The Maharatz Chajes (Glosses to Nedarim 22b; Toras Ha-Nevi'im, Ma’amar Toras Nevi’im Divrei Kabbalah, chs. 3-4. Cf. The Students' Guide through the Talmud, ch. 5) quotes the Ramban in his glosses to Sefer Ha-Mitzvos (end of shoresh 2), who states that these laws were part of the oral tradition until the prophet wrote them down. The prophet did not add them, because they were in force since Sinai. Certainly, they should not lose force simply because a prophet wrote them down.

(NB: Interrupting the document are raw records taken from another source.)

//! Validate-config command implementation

use crate::config::load_config;
use clap::Args;

/// Arguments for the validate-config command
#[derive(Args, Debug)]
pub struct ValidateArgs {}

impl ValidateArgs {
    /// Execute the validate-config command
    pub async fn execute(&self, config_path: &str) -> anyhow::Result<i32> {
        tracing::info!(config = %config_path, "Validating configuration");

        match load_config(config_path) {
            Ok(config) => {
                println!("✅ Configuration is valid: {config_path}");
                println!("  Store backend: {:?}", config.store.backend);
                if let Some(path) = &config.store.path {
                    println!("  Store path: {path}");
                }
                println!("  Output directory: {}", config.export.output_dir);
                println!(
                    "  Archive verification: {}",
                    if config.verification.enable_verification {
                        "enabled"
                    } else {
                        "disabled"
                    }
                );
                Ok(0)
            }
            Err(e) => {
                tracing::error!(error = %e, "Configuration validation failed");
                eprintln!("❌ Configuration invalid: {e}");
                Ok(2)
            }
        }
    }
}
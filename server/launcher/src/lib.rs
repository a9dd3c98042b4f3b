//! NativeScript debug launcher library.
//!
//! This crate provides the ns_launcher binary that Zed's NativeScript
//! extension shells out to. It drives the NativeScript CLI and turns its
//! textual output into readiness signals a debug adapter can act on.
//!
//! # Architecture
//!
//! ```text
//! Zed <-> ns_launcher --mode debug <-> sh -c "tns debug <platform> ..."
//!              |                              |
//!              +-- JSON events on stdout      +-- stdout scanned for markers
//! ```
//!
//! # Modules
//!
//! - [`command`]: Ordered CLI command lines
//! - [`constants`]: Readiness markers, timing and CLI defaults
//! - [`error`]: Launch error taxonomy
//! - [`logging`]: Timestamps and the CLI output channel
//! - [`orchestrator`]: Mode dispatch and JSON events for the host
//! - [`platform`]: iOS and Android run/debug flows
//! - [`process`]: CLI discovery, spawning and termination
//! - [`request`]: Debug request configuration
//! - [`scanner`]: Readiness marker predicates
//! - [`version`]: CLI version gate

use clap::Parser;
use std::path::PathBuf;

pub mod command;
pub mod constants;
pub mod error;
pub mod logging;
pub mod orchestrator;
pub mod platform;
pub mod process;
pub mod request;
pub mod scanner;
pub mod version;

// ============================================================================
// CLI Types (shared between main.rs and modules)
// ============================================================================

/// NativeScript debug launcher arguments.
#[derive(Parser, Debug, Default)]
#[command(
    name = "ns_launcher",
    version,
    about = "Drive the NativeScript CLI for Zed debug sessions"
)]
pub struct Args {
    /// Launcher mode
    #[arg(long, value_enum, default_value_t = Mode::Probe)]
    pub mode: Mode,

    /// Target platform (overrides the request's "platform")
    #[arg(long, value_enum)]
    pub platform: Option<Platform>,

    /// Debug request JSON file (launch.json-style configuration)
    #[arg(long, value_name = "FILE")]
    pub request: Option<PathBuf>,

    /// Request kind (overrides the request's "request")
    #[arg(long, value_enum)]
    pub kind: Option<RequestKind>,

    /// Path to the NativeScript CLI (overrides detection)
    #[arg(long)]
    pub tns_path: Option<String>,

    /// Project directory (defaults to the request's appRoot, then the cwd)
    #[arg(long)]
    pub project: Option<PathBuf>,

    /// Log filter for launcher diagnostics (e.g. error, warn, info, debug)
    #[arg(long, value_name = "LEVEL")]
    pub log_level: Option<String>,

    /// Terminate the CLI once stdin is closed by the host
    #[arg(long)]
    pub watch_stdin: bool,

    /// Extra arguments forwarded to the CLI after `--`
    #[arg(last = true)]
    pub forwarded: Vec<String>,
}

/// Launcher operation mode.
#[derive(Copy, Clone, Debug, Default, Eq, PartialEq, clap::ValueEnum)]
pub enum Mode {
    /// Check the installed CLI version and print JSON
    #[default]
    Probe,
    /// `tns run <platform>` until it exits
    Run,
    /// Start or attach a debuggable app and report readiness
    Debug,
    /// Report the Android debug port
    Port,
}

// Re-exports for public API
pub use command::{CliCommand, CommandBuilder};
pub use error::{ExitInfo, LaunchError};
pub use logging::{LogSink, MemorySink, OutputSink};
pub use orchestrator::{execute, LauncherEvent};
pub use platform::{DebugOutcome, DebugReady, Platform, PlatformSession, Session, SessionContext};
pub use process::{spawn, Disposer, ProcessControl, ProcessEvent, ProcessHandle};
pub use request::{LaunchRequest, RequestKind};
pub use version::{Version, VersionCache, VersionGate, VersionState};
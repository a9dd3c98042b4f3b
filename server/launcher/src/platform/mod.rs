//! Platform-specific build, run and debug flows.
//!
//! Each flow is a CLI command plus a wait on the child's stdout for the
//! readiness marker of that platform. The waits are plain functions over the
//! event receiver so they can be driven without a real CLI.

use serde::{Deserialize, Serialize};
use std::fmt;
use std::path::PathBuf;
use std::sync::Arc;
use std::time::Duration;

use crate::command::{CliCommand, CommandBuilder};
use crate::constants::{millis_to_duration, ADB_SETTLE_DELAY_MS, CLOSE_GRACE_PERIOD_MS};
use crate::error::Result;
use crate::logging::OutputSink;
use crate::process::{self, Disposer, ProcessHandle};
use crate::request::LaunchRequest;
use crate::version::VersionGate;

pub mod android;
pub mod ios;

pub use android::{await_debug_port, await_debugger_started, AndroidSession};
pub use ios::{await_socket, IosSession};

#[derive(Debug, Clone, Copy, PartialEq, Eq, Hash, Serialize, Deserialize, clap::ValueEnum)]
#[serde(rename_all = "lowercase")]
pub enum Platform {
    Ios,
    Android,
}

impl Platform {
    /// Name as the CLI expects it on the command line.
    pub fn name(self) -> &'static str {
        match self {
            Platform::Ios => "ios",
            Platform::Android => "android",
        }
    }
}

impl fmt::Display for Platform {
    fn fmt(&self, f: &mut fmt::Formatter<'_>) -> fmt::Result {
        f.write_str(self.name())
    }
}

/// What a successful debug operation produced.
#[derive(Debug, Clone, PartialEq, Eq)]
pub enum DebugReady {
    /// iOS: the debugger socket to connect to.
    Socket(String),
    /// Android: the debugger can be attached.
    Ready,
}

/// Result of `debug`: the readiness signal plus the still-running CLI, if one
/// was started. The host owns the handle and terminates it when the debug
/// session ends.
#[derive(Debug)]
pub struct DebugOutcome {
    pub ready: DebugReady,
    pub process: Option<ProcessHandle>,
}

#[derive(Debug, Clone, Copy, PartialEq, Eq)]
pub struct Timings {
    /// Wait after the Android debugger marker before reporting readiness.
    pub adb_settle: Duration,
    /// Wait before reporting an Android debug process that closed early
    /// while not rebuilding.
    pub close_grace: Duration,
}

impl Timings {
    pub const fn immediate() -> Self {
        Self {
            adb_settle: Duration::ZERO,
            close_grace: Duration::ZERO,
        }
    }
}

impl Default for Timings {
    fn default() -> Self {
        Self {
            adb_settle: millis_to_duration(ADB_SETTLE_DELAY_MS),
            close_grace: millis_to_duration(CLOSE_GRACE_PERIOD_MS),
        }
    }
}

/// Everything a platform session needs besides the request itself.
#[derive(Clone)]
pub struct SessionContext {
    pub project_path: PathBuf,
    pub gate: VersionGate,
    pub sink: Arc<dyn OutputSink>,
    pub timings: Timings,
    /// Every process spawned through this context is registered here.
    pub disposer: Option<Disposer>,
}

impl SessionContext {
    pub fn new(
        project_path: impl Into<PathBuf>,
        gate: VersionGate,
        sink: Arc<dyn OutputSink>,
    ) -> Self {
        Self {
            project_path: project_path.into(),
            gate,
            sink,
            timings: Timings::default(),
            disposer: None,
        }
    }

    pub fn with_timings(mut self, timings: Timings) -> Self {
        self.timings = timings;
        self
    }

    pub fn with_disposer(mut self, disposer: Disposer) -> Self {
        self.disposer = Some(disposer);
        self
    }

    fn builder(&self) -> CommandBuilder {
        CommandBuilder::new(Some(self.gate.tool_path()))
    }

    /// `run <platform> [--emulator] <forwarded>`; identical for both platforms.
    fn run_command(&self, platform: Platform, request: &LaunchRequest) -> CliCommand {
        self.builder()
            .append_param("run")
            .append_param(platform.name())
            .append_param_if("--emulator", request.emulator)
            .append_params(request.forwarded_args.iter().cloned())
            .build()
    }

    fn spawn(&self, command: &CliCommand) -> Result<ProcessHandle> {
        let handle = process::spawn(command, &self.project_path, self.sink.clone())?;
        if let Some(disposer) = &self.disposer {
            disposer.register(handle.control());
        }
        Ok(handle)
    }
}

/// Operations every platform exposes to the host.
pub trait PlatformSession {
    fn platform_name(&self) -> &'static str;

    /// Build and start the app. Resolves as soon as the CLI is running.
    fn run(&self, request: &LaunchRequest) -> Result<ProcessHandle>;

    /// Start (launch) or connect to (attach) a debuggable app and wait until
    /// a debugger can be attached.
    fn debug(&self, request: &LaunchRequest) -> Result<DebugOutcome>;

    /// Ask the CLI which port the app's debugger listens on.
    fn debug_port(&self, request: &LaunchRequest) -> Result<u16>;
}

/// The closed set of supported platforms.
#[derive(Clone)]
pub enum Session {
    Ios(IosSession),
    Android(AndroidSession),
}

impl Session {
    pub fn new(platform: Platform, ctx: SessionContext) -> Self {
        match platform {
            Platform::Ios => Session::Ios(IosSession::new(ctx)),
            Platform::Android => Session::Android(AndroidSession::new(ctx)),
        }
    }

    pub fn platform(&self) -> Platform {
        match self {
            Session::Ios(_) => Platform::Ios,
            Session::Android(_) => Platform::Android,
        }
    }
}

impl PlatformSession for Session {
    fn platform_name(&self) -> &'static str {
        match self {
            Session::Ios(s) => s.platform_name(),
            Session::Android(s) => s.platform_name(),
        }
    }

    fn run(&self, request: &LaunchRequest) -> Result<ProcessHandle> {
        match self {
            Session::Ios(s) => s.run(request),
            Session::Android(s) => s.run(request),
        }
    }

    fn debug(&self, request: &LaunchRequest) -> Result<DebugOutcome> {
        match self {
            Session::Ios(s) => s.debug(request),
            Session::Android(s) => s.debug(request),
        }
    }

    fn debug_port(&self, request: &LaunchRequest) -> Result<u16> {
        match self {
            Session::Ios(s) => s.debug_port(request),
            Session::Android(s) => s.debug_port(request),
        }
    }
}

// ============================================================================
// Tests
// ============================================================================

This is based on a passage in Sanhedrin 22b:
That which Rav Hisda taught [that an uncircumcised priest may not perform the sacrificial order in the Temple] we did not learn from the Torah of Moses, our teacher, until Yechezkel came and taught us, “No foreigner, uncircumcised in heart and uncircumcised in flesh, shall enter into My sanctuary to serve me” (Ezekiel 44:9). Until Yechezkel came who said it? It was taught as a tradition until Yechezkel came and supported it to the text.The Gemara states that the law prohibiting an uncircumcised priest from serving in the Temple was an oral tradition passed down from the time of Moses. When Yechezkel wrote it down in his book of prophecy he did not create this prohibition; he recorded it. The same can be said of the other obligations listed above. They were oral laws with full Pentateuchal force that prophets merely recorded.